Halliburton Co's (HAL.N) quarterly profit topped Wall Street forecasts as a surge in the oilfield services company's North American operations overshadowed the impact of a shutdown in Libya.
Halliburton's oil-producing customers are spending more on new projects to take advantage of high oil prices, which surged above $100 per barrel in late February and have remained strong due to turmoil in the Middle East and North Africa.
Yet the unrest in Libya prompted the United Nations to impose economic sanctions on the country, forcing energy companies to pull out and leading to a $46 million charge for Halliburton.
That was anticipated by analysts, but a more than threefold increase in profit from its North American business was not.
"North America was even better than we thought," said Roger Read, an analyst with Morgan Keegan & Co. "International was probably as bad or worse than they thought it would be."
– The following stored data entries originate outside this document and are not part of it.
//! Vocaminary Cloud Transcript Client
//!
//! Fetches transcripts from the Vocaminary transcript API. The API returns
//! fully timed snippets; auto-generated tracks carry padded durations which
//! are scaled down here so segments do not linger past the spoken words.
//!
//! API failures come back as structured `error_type` values; an IP-block
//! report is escalated in the logs together with the server's Warp proxy
//! status, since it means the remote fetcher needs operator attention.

use std::sync::Arc;
use std::time::Instant;

use async_trait::async_trait;
use serde::Deserialize;
use tracing::{debug, error, info, warn};

use super::{Telemetry, TranscriptPayload, TranscriptResult, TranscriptSource};
use crate::core::captions::{tokenize, CaptionData, CaptionKind, Segment};
use crate::core::{CoreError, CoreResult, UpstreamErrorKind};

/// Auto-generated caption durations are padded upstream; scale them down
/// so each segment ends near the end of its spoken words.
const AUTO_CAPTION_DURATION_SCALE: f64 = 0.45;

/// Client for the cloud transcript API.
pub struct VocaminaryClient {
    base: String,
    client: reqwest::Client,
    telemetry: Option<Arc<Telemetry>>,
}

impl VocaminaryClient {
    pub fn new(
        base: impl Into<String>,
        client: reqwest::Client,
        telemetry: Option<Arc<Telemetry>>,
    ) -> Self {
        Self {
            base: base.into(),
            client,
            telemetry,
        }
    }

    fn log_health(
        &self,
        video_id: &str,
        status_code: u16,
        started: Instant,
        success: bool,
        error_message: Option<String>,
    ) {
        if let Some(telemetry) = &self.telemetry {
            telemetry.log_api_health(
                video_id,
                status_code,
                started.elapsed().as_millis() as u64,
                success,
                error_message,
            );
        }
    }
}

// =============================================================================
// Wire Format
// =============================================================================

#[derive(Debug, Deserialize)]
struct TranscriptResponse {
    #[serde(default)]
    success: bool,
    #[serde(default)]
    transcript: Option<TranscriptBody>,
    #[serde(default)]
    language: Option<String>,
    #[serde(default)]
    from_cache: bool,
    #[serde(default)]
    error_type: Option<String>,
    #[serde(default)]
    error: Option<String>,
    #[serde(default)]
    warp_active: Option<bool>,
}

/// The transcript field arrives either as an object wrapping the snippet
/// list or as a bare snippet array, depending on the API path taken.
#[derive(Debug, Deserialize)]
#[serde(untagged)]
enum TranscriptBody {
    Structured {
        snippets: Vec<Snippet>,
        #[serde(default)]
        is_generated: bool,
    },
    Bare(Vec<Snippet>),
}

impl TranscriptBody {
    fn into_parts(self) -> (Vec<Snippet>, bool) {
        match self {
            Self::Structured {
                snippets,
                is_generated,
            } => (snippets, is_generated),
            Self::Bare(snippets) => (snippets, false),
        }
    }
}

#[derive(Debug, Deserialize)]
struct Snippet {
    start: f64,
    duration: f64,
    text: String,
}

// =============================================================================
// Source Implementation
// =============================================================================

#[async_trait]
impl TranscriptSource for VocaminaryClient {
    fn name(&self) -> &'static str {
        "vocaminary"
    }

    async fn fetch_transcript(
        &self,
        video_id: &str,
        language: &str,
    ) -> CoreResult<TranscriptResult> {
        let url = format!("{}/transcript/{}", self.base, video_id);
        let started = Instant::now();
        debug!(video_id, language, "vocaminary: requesting transcript");

        let response = self
            .client
            .get(&url)
            .query(&[("lang", language)])
            .send()
            .await
            .map_err(|err| {
                self.log_health(video_id, 0, started, false, Some(err.to_string()));
                CoreError::from_transport(err)
            })?;

        let status = response.status();
        if !status.is_success() {
            warn!(video_id, %status, "vocaminary: HTTP failure");
            self.log_health(
                video_id,
                status.as_u16(),
                started,
                false,
                Some(format!("HTTP {status}")),
            );
            return Err(CoreError::FetchFailed(format!(
                "transcript API returned HTTP {status}"
            )));
        }

        let body: TranscriptResponse = response.json().await.map_err(|err| {
            self.log_health(video_id, status.as_u16(), started, false, Some(err.to_string()));
            CoreError::from_transport(err)
        })?;

        let (snippets, is_generated) = match body.transcript {
            Some(transcript) => transcript.into_parts(),
            None => (Vec::new(), false),
        };

        if !body.success || snippets.is_empty() {
            let kind = UpstreamErrorKind::from_wire(body.error_type.as_deref().unwrap_or(""));
            let message = body.error.unwrap_or_else(|| "Unknown error".to_string());

            if kind == UpstreamErrorKind::YoutubeIpBlocked {
                error!(
                    video_id,
                    warp_active = ?body.warp_active,
                    "vocaminary: YouTube is blocking the fetcher's IP"
                );
            } else if kind.is_user_side() {
                info!(video_id, %kind, %message, "vocaminary: video has no usable transcript");
            } else {
                error!(video_id, %kind, %message, "vocaminary: server-side failure");
            }

            self.log_health(video_id, status.as_u16(), started, false, Some(message.clone()));
            return Err(CoreError::Upstream {
                kind,
                message,
                warp_active: body.warp_active,
            });
        }

        self.log_health(video_id, status.as_u16(), started, true, None);

        let scale = if is_generated {
            AUTO_CAPTION_DURATION_SCALE
        } else {
            1.0
        };
        let segments: Vec<Segment> = snippets
            .into_iter()
            .map(|snippet| Segment {
                start: snippet.start,
                end: snippet.start + snippet.duration * scale,
                words: tokenize(&snippet.text),
                text: snippet.text,
            })
            .collect();

        info!(
            video_id,
            segments = segments.len(),
            auto_generated = is_generated,
            from_cache = body.from_cache,
            "vocaminary: transcript fetched"
        );

        let count = segments.len();
        Ok(TranscriptResult {
            payload: TranscriptPayload::Segments(segments),
            caption_data: CaptionData {
                language: body.language.unwrap_or_else(|| language.to_string()),
                kind: if is_generated {
                    CaptionKind::AutoGenerated
                } else {
                    CaptionKind::Manual
                },
                source: self.name().to_string(),
                count,
            },
            from_cache: body.from_cache,
        })
    }
}

// =============================================================================
// Tests
// =============================================================================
Most energy watchers have said they expect oilfield service markets to grow tighter in the second half of this year as work on planned projects absorbs available capacity.
That view was confirmed by Halliburton, the second-largest oilfield services company, which is more heavily exposed to North America than sector leader Schlumberger Ltd (SLB.N).
"Going forward, I feel even more confident about the prospects of our North America business in 2011 and beyond," Chief Executive Dave Lesar told a conference call. "We believe there is upside for both revenue and margins as we respond to the continued increases in service intensity."
A move toward increased U.S. oil extraction from shale, which requires more equipment and expertise, favors Halliburton due to its track record in U.S. natural gas shale production.